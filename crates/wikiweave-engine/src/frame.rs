//! Expansion frames: which template is being expanded, with which
//! arguments, on behalf of whom.

use std::collections::{HashMap, HashSet};
use std::rc::{Rc, Weak};

use wikiweave_syntax::{Attribute, Token};

use crate::tokens::trim_tokens;

pub const LOOP_MESSAGE: &str = "Error: Template loop detected: ";
pub const DEPTH_MESSAGE: &str = "Error: Expansion depth limit exceeded: ";

/// Ordered call arguments, as written at the call site.
#[derive(Debug, Clone, Default, PartialEq)]
pub struct Params(pub Vec<Attribute>);

/// Arguments by name: positional ones numbered from 1.
#[derive(Debug, Clone, Default)]
pub struct NamedArgs {
    values: HashMap<String, Vec<Token>>,
    named: HashSet<String>,
}

impl NamedArgs {
    /// Value of an argument. Named values are trimmed; positional values
    /// keep their whitespace.
    pub fn get(&self, name: &str) -> Option<Vec<Token>> {
        let value = self.values.get(name)?.clone();
        Some(if self.named.contains(name) {
            trim_tokens(value)
        } else {
            value
        })
    }

    pub fn len(&self) -> usize {
        self.values.len()
    }

    pub fn is_empty(&self) -> bool {
        self.values.is_empty()
    }
}

impl Params {
    /// Later duplicates win, named keys are trimmed.
    pub fn named(&self) -> NamedArgs {
        let mut args = NamedArgs::default();
        let mut position = 1;
        for attr in &self.0 {
            let key = attr.key_string();
            let value = attr.value.to_tokens();
            if key.is_empty() {
                args.values.insert(position.to_string(), value);
                position += 1;
            } else {
                let key = key.trim().to_string();
                args.named.insert(key.clone());
                args.values.insert(key, value);
            }
        }
        args
    }
}

#[derive(Debug)]
pub struct Frame {
    /// Canonical title of the page or template being expanded.
    pub title: String,
    pub args: Params,
    parent: Option<Weak<Frame>>,
    pub depth: usize,
}

impl Frame {
    /// The frame of the top-level page.
    pub fn root(title: impl Into<String>) -> Rc<Frame> {
        Rc::new(Frame {
            title: title.into(),
            args: Params::default(),
            parent: None,
            depth: 0,
        })
    }

    pub fn child(self: &Rc<Self>, title: impl Into<String>, args: Vec<Attribute>) -> Rc<Frame> {
        Rc::new(Frame {
            title: title.into(),
            args: Params(args),
            parent: Some(Rc::downgrade(self)),
            depth: self.depth + 1,
        })
    }

    pub fn parent(&self) -> Option<Rc<Frame>> {
        self.parent.as_ref().and_then(Weak::upgrade)
    }

    /// Diagnostic prefix when expanding `title` from this frame would loop
    /// or nest too deeply.
    pub fn loop_and_depth_check(&self, title: &str, max_depth: usize) -> Option<&'static str> {
        if self.depth >= max_depth {
            return Some(DEPTH_MESSAGE);
        }
        if self.title == title {
            return Some(LOOP_MESSAGE);
        }
        let mut ancestor = self.parent();
        while let Some(frame) = ancestor {
            if frame.title == title {
                return Some(LOOP_MESSAGE);
            }
            ancestor = frame.parent();
        }
        None
    }
}

#[cfg(test)]
mod tests {
    use super::*;
    use pretty_assertions::assert_eq;
    use wikiweave_syntax::tokens_to_string;

    fn arg(key: &str, value: &str) -> Attribute {
        Attribute::new(key, value)
    }

    #[test]
    fn positional_args_are_numbered_and_named_ones_trimmed() {
        let params = Params(vec![
            arg("", " a "),
            arg(" name ", " b "),
            arg("", "c"),
            arg("1", "override"),
        ]);
        let named = params.named();
        assert_eq!(named.len(), 3);
        assert_eq!(tokens_to_string(&named.get("1").unwrap()), "override");
        assert_eq!(tokens_to_string(&named.get("2").unwrap()), "c");
        assert_eq!(tokens_to_string(&named.get("name").unwrap()), "b");
    }

    #[test]
    fn positional_values_keep_whitespace() {
        let named = Params(vec![arg("", " a ")]).named();
        assert_eq!(tokens_to_string(&named.get("1").unwrap()), " a ");
    }

    #[test]
    fn detects_loops_through_ancestors() {
        let root = Frame::root("Main_Page");
        let a = root.child("Template:A", vec![]);
        let b = a.child("Template:B", vec![]);
        assert_eq!(b.depth, 2);
        assert_eq!(b.loop_and_depth_check("Template:A", 40), Some(LOOP_MESSAGE));
        assert_eq!(b.loop_and_depth_check("Template:B", 40), Some(LOOP_MESSAGE));
        assert_eq!(b.loop_and_depth_check("Template:C", 40), None);
    }

    #[test]
    fn depth_limit_applies_before_loop_check() {
        let root = Frame::root("Main_Page");
        let a = root.child("Template:A", vec![]);
        assert_eq!(a.loop_and_depth_check("Template:Z", 1), Some(DEPTH_MESSAGE));
        assert_eq!(root.loop_and_depth_check("Template:Z", 1), None);
    }
}
//! `{{{name|default}}}`: substitution of the current frame's arguments.

use wikiweave_syntax::{Rank, Tag, Token};

use crate::error::{ParseError, TransformError};
use crate::pipeline::{Deferred, StageContext, TransformOutcome};
use crate::tokens::attr_contains_calls;

use super::{NAME, argument_options, encapsulate};

/// Value of the argument, falling back to the default and then to the call
/// itself as text.
fn value_or_default(
    cx: &StageContext,
    tag: &Tag,
    name: &str,
    default: Option<Vec<Token>>,
) -> Vec<Token> {
    if let Some(value) = cx.frame.args.named().get(name) {
        return value;
    }
    if let Some(default) = default {
        return default;
    }
    let literal = tag
        .data
        .src
        .clone()
        .unwrap_or_else(|| format!("{{{{{{{name}}}}}}}"));
    vec![Token::text(literal, None)]
}

fn wrap(cx: &StageContext, tag: &Tag, value: Vec<Token>) -> Vec<Token> {
    if !cx.options.wrap_templates {
        return value;
    }
    encapsulate(cx.parse.new_about_id(), tag, "mw:Param", None, value)
}

pub(super) fn apply(
    token: Token,
    rank: Rank,
    cx: &StageContext,
) -> Result<TransformOutcome, TransformError> {
    let Some(tag) = token.tag() else {
        return Ok(TransformOutcome::Pass(token));
    };
    if !tag.attribs.iter().any(attr_contains_calls) {
        let name = tag
            .attribs
            .first()
            .map(|a| a.key_string())
            .unwrap_or_default();
        let default = tag.attribs.get(1).map(|a| a.value.to_tokens());
        let value = value_or_default(cx, tag, name.trim(), default);
        return Ok(TransformOutcome::Emit(wrap(cx, tag, value)));
    }

    let about = cx.options.wrap_templates.then(|| cx.parse.new_about_id());
    Ok(TransformOutcome::Defer(Deferred {
        rank,
        future: Box::pin(expand(cx.clone(), token, about)),
    }))
}

/// Slow path: the name or the default contains calls of its own, which are
/// expanded in the current frame first. The default is only expanded when
/// it is used.
async fn expand(
    cx: StageContext,
    token: Token,
    about: Option<String>,
) -> Result<Vec<Token>, TransformError> {
    let Some(tag) = token.tag() else {
        return Ok(vec![token]);
    };
    let nested = |err: ParseError| TransformError::nested(NAME, &token, err);

    let name_tokens = tag
        .attribs
        .first()
        .map(|a| a.key.to_tokens())
        .unwrap_or_default();
    let name_tokens = cx
        .parse
        .expand_tokens(argument_options(&cx), cx.frame.clone(), name_tokens)
        .await
        .map_err(nested)?;
    let name = wikiweave_syntax::tokens_to_string(&name_tokens);
    let name = name.trim();

    let found = cx.frame.args.named().get(name);
    let value = match (found, tag.attribs.get(1)) {
        (Some(value), _) => value,
        (None, Some(default)) => cx
            .parse
            .expand_tokens(
                argument_options(&cx),
                cx.frame.clone(),
                default.value.to_tokens(),
            )
            .await
            .map_err(nested)?,
        (None, None) => value_or_default(&cx, tag, name, None),
    };

    Ok(match about {
        Some(about) => encapsulate(about, tag, "mw:Param", None, value),
        None => value,
    })
}
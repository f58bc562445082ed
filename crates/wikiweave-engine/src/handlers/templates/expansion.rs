use std::rc::Rc;

use wikiweave_syntax::{AttrValue, Attribute, Tag, TagName, Token};

use crate::error::{ParseError, TransformError};
use crate::fetch::FetchError;
use crate::pipeline::{PipelineInput, PipelineKind, PipelineOptions, StageContext};
use crate::title::Title;
use crate::tokens::{contains_calls, placeholder};

use super::target::{self, Target};
use super::{NAME, arg_info, argument_options, encapsulate, functions};

enum State {
    ResolvingTarget,
    FunctionCall {
        name: String,
        arg: String,
        params: Vec<Attribute>,
    },
    CheckingLimits {
        title: Title,
        params: Vec<Attribute>,
    },
    FetchingSource {
        title: Title,
        params: Vec<Attribute>,
    },
    Expanding {
        title: Title,
        params: Vec<Attribute>,
        source: Rc<str>,
    },
    Encapsulating {
        content: Vec<Token>,
        function: Option<String>,
        href: Option<String>,
    },
    Done(Vec<Token>),
}

impl State {
    fn name(&self) -> &'static str {
        match self {
            State::ResolvingTarget => "ResolvingTarget",
            State::FunctionCall { .. } => "FunctionCall",
            State::CheckingLimits { .. } => "CheckingLimits",
            State::FetchingSource { .. } => "FetchingSource",
            State::Expanding { .. } => "Expanding",
            State::Encapsulating { .. } => "Encapsulating",
            State::Done(_) => "Done",
        }
    }
}

/// One `{{...}}` call on its way from token to expanded content.
pub struct Expansion {
    cx: StageContext,
    token: Token,
    tag: Tag,
    /// Reserved when the call is created, so ids follow document order.
    about: Option<String>,
}

impl Expansion {
    pub fn new(cx: StageContext, token: Token) -> Self {
        let tag = token
            .tag()
            .cloned()
            .unwrap_or_else(|| Tag::new(TagName::Template));
        let about = cx.options.wrap_templates.then(|| cx.parse.new_about_id());
        Self {
            cx,
            token,
            tag,
            about,
        }
    }

    pub async fn run(mut self) -> Result<Vec<Token>, TransformError> {
        let mut state = State::ResolvingTarget;
        loop {
            log::trace!("expansion {:?}: {}", self.tag.data.tsr, state.name());
            state = match state {
                State::ResolvingTarget => self.resolve_target().await?,
                State::FunctionCall { name, arg, params } => {
                    self.call_function(name, &arg, &params)
                }
                State::CheckingLimits { title, params } => self.check_limits(title, params),
                State::FetchingSource { title, params } => {
                    self.fetch_source(title, params).await
                }
                State::Expanding {
                    title,
                    params,
                    source,
                } => self.expand(title, params, source).await?,
                State::Encapsulating {
                    content,
                    function,
                    href,
                } => State::Done(self.encapsulate(content, function, href)),
                State::Done(tokens) => return Ok(tokens),
            };
        }
    }

    fn nested(&self, err: ParseError) -> TransformError {
        TransformError::nested(NAME, &self.token, err)
    }

    async fn expand_value(&self, value: &AttrValue) -> Result<AttrValue, TransformError> {
        match value {
            AttrValue::Tokens(tokens) if contains_calls(tokens) => {
                let expanded = self
                    .cx
                    .parse
                    .expand_tokens(
                        argument_options(&self.cx),
                        self.cx.frame.clone(),
                        tokens.clone(),
                    )
                    .await
                    .map_err(|err| self.nested(err))?;
                Ok(AttrValue::Tokens(expanded))
            }
            other => Ok(other.clone()),
        }
    }

    /// Expand the target and every parameter in the caller's frame, then
    /// decide what kind of call this is.
    async fn resolve_target(&self) -> Result<State, TransformError> {
        let mut attribs = Vec::with_capacity(self.tag.attribs.len());
        for attr in &self.tag.attribs {
            attribs.push(Attribute {
                key: self.expand_value(&attr.key).await?,
                value: self.expand_value(&attr.value).await?,
                src_offsets: attr.src_offsets,
            });
        }

        let Some((target, params)) = attribs.split_first() else {
            return Ok(State::Done(self.literal(&attribs).await?));
        };
        Ok(
            match target::resolve(&self.cx.parse, &target.key.to_tokens()) {
                Target::Function { name, arg } => State::FunctionCall {
                    name,
                    arg,
                    params: params.to_vec(),
                },
                Target::Template(title) => State::CheckingLimits {
                    title,
                    params: params.to_vec(),
                },
                Target::Unresolvable => State::Done(self.literal(&attribs).await?),
            },
        )
    }

    /// An unresolvable call, rendered back as wikitext around its expanded
    /// parts and run through the caller's pipeline options again.
    async fn literal(&self, attribs: &[Attribute]) -> Result<Vec<Token>, TransformError> {
        self.cx
            .parse
            .expand_tokens(self.cx.options, self.cx.frame.clone(), literal(attribs))
            .await
            .map_err(|err| self.nested(err))
    }

    fn call_function(&self, name: String, arg: &str, params: &[Attribute]) -> State {
        let content = match functions::call(&name, arg, params, &self.cx.parse) {
            Some(content) => content,
            None => {
                log::warn!("no implementation for parser function {name}");
                vec![Token::text(
                    format!("Parser function implementation for pf_{name} missing."),
                    None,
                )]
            }
        };
        State::Encapsulating {
            content,
            function: Some(name),
            href: None,
        }
    }

    fn check_limits(&self, title: Title, params: Vec<Attribute>) -> State {
        let max_depth = self.cx.parse.settings.max_depth;
        match self.cx.frame.loop_and_depth_check(&title.prefixed, max_depth) {
            Some(message) => {
                log::warn!("not expanding {}: {}", title.prefixed, message.trim());
                let link = Tag::element("a").with_attr("href", title.href());
                State::Encapsulating {
                    content: vec![
                        Token::text(message, None),
                        Token::TagOpen(link),
                        Token::text(title.prefixed.clone(), None),
                        Token::TagClose(Tag::element("a")),
                    ],
                    function: None,
                    href: Some(title.href()),
                }
            }
            None => State::FetchingSource { title, params },
        }
    }

    async fn fetch_source(&self, title: Title, params: Vec<Attribute>) -> State {
        let parse = &self.cx.parse;
        let name = title.prefixed.as_str();
        let result = match parse.cached_source(name) {
            Some(result) => result,
            None if !parse.settings.fetch_templates => {
                return State::Encapsulating {
                    content: placeholder(format!(
                        "Warning: Page/template fetching disabled, and no cache for {name}"
                    )),
                    function: None,
                    href: Some(title.href()),
                };
            }
            None => parse.fetch_source(name).await,
        };

        match result {
            Ok(source) => State::Expanding {
                title,
                params,
                source,
            },
            Err(FetchError::NotFound(_)) => State::Encapsulating {
                content: red_link(&title),
                function: None,
                href: Some(title.href()),
            },
            Err(err) => {
                log::warn!("fetching {name} failed: {err}");
                State::Encapsulating {
                    content: placeholder(format!("Error: could not fetch {name}: {err}")),
                    function: None,
                    href: Some(title.href()),
                }
            }
        }
    }

    /// Run the template body in a child frame holding the call's arguments.
    async fn expand(
        &self,
        title: Title,
        params: Vec<Attribute>,
        source: Rc<str>,
    ) -> Result<State, TransformError> {
        let frame = self.cx.frame.child(title.prefixed.clone(), params);
        let options = PipelineOptions {
            is_include: true,
            in_template: true,
            ..PipelineOptions::default()
        };
        let tokens = self
            .cx
            .parse
            .run_pipeline(
                PipelineKind::WikitextToTokens,
                options,
                frame,
                PipelineInput::Wikitext { source, offset: 0 },
            )
            .await
            .and_then(|output| output.into_tokens())
            .map_err(|err| self.nested(err))?;

        let keep_comments = self.cx.options.wrap_templates;
        let content = tokens
            .into_iter()
            .filter(|token| match token {
                Token::EndOfInput(_) => false,
                Token::Comment(_) => keep_comments,
                Token::SelfClose(tag) => {
                    !(tag.name.is_element("meta") && tag.has_type_of("mw:Placeholder"))
                }
                _ => true,
            })
            .map(Token::without_tsr)
            .collect();
        Ok(State::Encapsulating {
            content,
            function: None,
            href: Some(title.href()),
        })
    }

    fn encapsulate(
        &mut self,
        content: Vec<Token>,
        function: Option<String>,
        href: Option<String>,
    ) -> Vec<Token> {
        let Some(about) = self.about.take() else {
            return content;
        };
        let info = if self.cx.options.in_template {
            None
        } else {
            let info = arg_info::describe(&self.cx.parse, &self.tag, function, href);
            serde_json::to_string(&info).ok()
        };
        encapsulate(about, &self.tag, "mw:Transclusion", info, content)
    }
}

fn literal(attribs: &[Attribute]) -> Vec<Token> {
    let mut out = vec![Token::text("{{", None)];
    for (i, attr) in attribs.iter().enumerate() {
        if i > 0 {
            out.push(Token::text("|", None));
        }
        out.extend(attr.key.to_tokens());
        if i > 0 && !attr.key.is_empty() {
            out.push(Token::text("=", None));
        }
        out.extend(attr.value.to_tokens());
    }
    out.push(Token::text("}}", None));
    out
}

/// Link to a template that does not exist.
fn red_link(title: &Title) -> Vec<Token> {
    let link = Tag::element("a")
        .with_attr("rel", "mw:WikiLink")
        .with_attr("href", title.href())
        .with_attr("title", title.text())
        .with_attr("class", "new");
    vec![
        Token::TagOpen(link),
        Token::text(title.text(), None),
        Token::TagClose(Tag::element("a")),
    ]
}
=====
--- About this task ---
Which lines of the records hold the string "back"? Copy each one.

--- Output of the exercise ---
/// Value of the argument, falling back to the default and then to the call
    /// An unresolvable call, rendered back as wikitext around its expanded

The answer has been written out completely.